Stadium Lille-Métropole (/fr/) is a multi-purpose stadium in Villeneuve-d'Ascq, France. The stadium was built in 1976 and is able to hold 18,154 spectators. The architect of the stadium was Roger Taillibert.

The stadium was formerly known as the Vittel Stadium after French water brand Vittel.

It was used as the temporary home stadium of Lille OSC before the completion of the nearby Stade Pierre-Mauroy. It was also the home stadium of ES Wasquehal, when the club played in Ligue 2 and National, between 1995 and 2005.

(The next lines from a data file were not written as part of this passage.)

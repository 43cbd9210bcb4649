//! Data unpacking.
//!
//! Simple packing only: value = (R + packed * 2^E) * 10^(-D), with an
//! optional bitmap masking absent points.

use grib_common::{GribError, GribResult};

/// Unpack simple-packed data values.
///
/// Bitmap bits are MSB-first, one per data point; masked points come
/// back as NaN. `bits_per_value == 0` means a constant field at the
/// reference value.
pub fn unpack_simple(
    packed_data: &[u8],
    num_points: usize,
    bits_per_value: u8,
    reference_value: f64,
    binary_scale_factor: i32,
    decimal_scale_factor: i32,
    bitmap: Option<&[u8]>,
) -> GribResult<Vec<f64>> {
    let decimal_scale = 10f64.powi(-decimal_scale_factor);

    if bits_per_value == 0 {
        return Ok(vec![reference_value * decimal_scale; num_points]);
    }
    if bits_per_value > 32 {
        return Err(GribError::Malformed(format!(
            "unsupported bits per value: {}",
            bits_per_value
        )));
    }

    let binary_scale = 2f64.powi(binary_scale_factor);
    let bits_per_value = bits_per_value as usize;

    let mut values = Vec::with_capacity(num_points);
    let mut bit_position = 0usize;

    for i in 0..num_points {
        let present = match bitmap {
            Some(bm) => {
                let byte_idx = i / 8;
                let bit_idx = 7 - (i % 8);
                byte_idx < bm.len() && (bm[byte_idx] >> bit_idx) & 1 == 1
            }
            None => true,
        };

        if !present {
            values.push(f64::NAN);
            continue;
        }

        let packed = extract_bits(packed_data, bit_position, bits_per_value)?;
        bit_position += bits_per_value;

        values.push((reference_value + packed as f64 * binary_scale) * decimal_scale);
    }

    Ok(values)
}

/// Extract `num_bits` MSB-first bits starting at `start_bit`.
fn extract_bits(data: &[u8], start_bit: usize, num_bits: usize) -> GribResult<u32> {
    let mut result = 0u32;

    for i in 0..num_bits {
        let absolute_bit = start_bit + i;
        let byte_idx = absolute_bit / 8;
        let bit_idx = 7 - (absolute_bit % 8);

        if byte_idx >= data.len() {
            return Err(GribError::Malformed(
                "packed data shorter than declared point count".to_string(),
            ));
        }

        let bit = (data[byte_idx] >> bit_idx) & 1;
        result = (result << 1) | bit as u32;
    }

    Ok(result)
}

#[cfg(test)]
mod tests {
    use super::*;

    #[test]
    fn test_extract_bits() {
        let data = vec![0b10110101];

        assert_eq!(extract_bits(&data, 0, 2).unwrap(), 0b10);
        assert_eq!(extract_bits(&data, 2, 2).unwrap(), 0b11);
        assert_eq!(extract_bits(&data, 0, 8).unwrap(), 0b10110101);
    }

    #[test]
    fn test_extract_bits_past_end() {
        let data = vec![0xFF];
        assert!(extract_bits(&data, 4, 8).is_err());
    }

    #[test]
    fn test_unpack_8bit_values() {
        let packed = vec![100, 200];
        let values = unpack_simple(&packed, 2, 8, 0.0, 0, 0, None).unwrap();

        assert_eq!(values.len(), 2);
        assert!((values[0] - 100.0).abs() < 1e-9);
        assert!((values[1] - 200.0).abs() < 1e-9);
    }

    #[test]
    fn test_constant_field() {
        let values = unpack_simple(&[], 5, 0, 273.15, 0, 0, None).unwrap();
        assert_eq!(values.len(), 5);
        assert!(values.iter().all(|v| (*v - 273.15).abs() < 1e-9));
    }

    #[test]
    fn test_decimal_scale_applies() {
        // D = 1 divides by 10.
        let packed = vec![50];
        let values = unpack_simple(&packed, 1, 8, 0.0, 0, 1, None).unwrap();
        assert!((values[0] - 5.0).abs() < 1e-9);
    }

    #[test]
    fn test_bitmap_masks_points() {
        // 3 points, middle one masked out: bitmap bits 101.
        let packed = vec![10, 30];
        let bitmap = vec![0b10100000];
        let values = unpack_simple(&packed, 3, 8, 0.0, 0, 0, Some(&bitmap)).unwrap();

        assert!((values[0] - 10.0).abs() < 1e-9);
        assert!(values[1].is_nan());
        assert!((values[2] - 30.0).abs() < 1e-9);
    }
}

The stadium has hosted several rugby matches, including France versus Argentina in 1988 and the Wallabies in 1989, All Blacks versus Canada in the 1991 Rugby World Cup quarter-finals, French Barbarians versus Springboks in 1992, Stade Français versus Scarlets in the 1998–99 Heineken Cup and the semi-final of the 2000-01 Heineken Cup between Stade Français and Munster.

In the 1980s and 1990s, the stadium underwent various extensions. The most ambitious project was that for Lille's bid for the 2004 Olympic Games where the stadium, taking advantage of its Olympic status, would have been temporarily enlarged to 65,000 seats. It was called Stadium Nord until 2006.

Also, the venue has an athletics track, which hosted the 2002 IPC Athletics World Championships and 2011 World Youth Championships in Athletics, as well as the annual Meeting Lille-Métropole.

Pink Floyd performed at the stadium during their A Momentary Lapse of Reason Tour on July 28, 1988.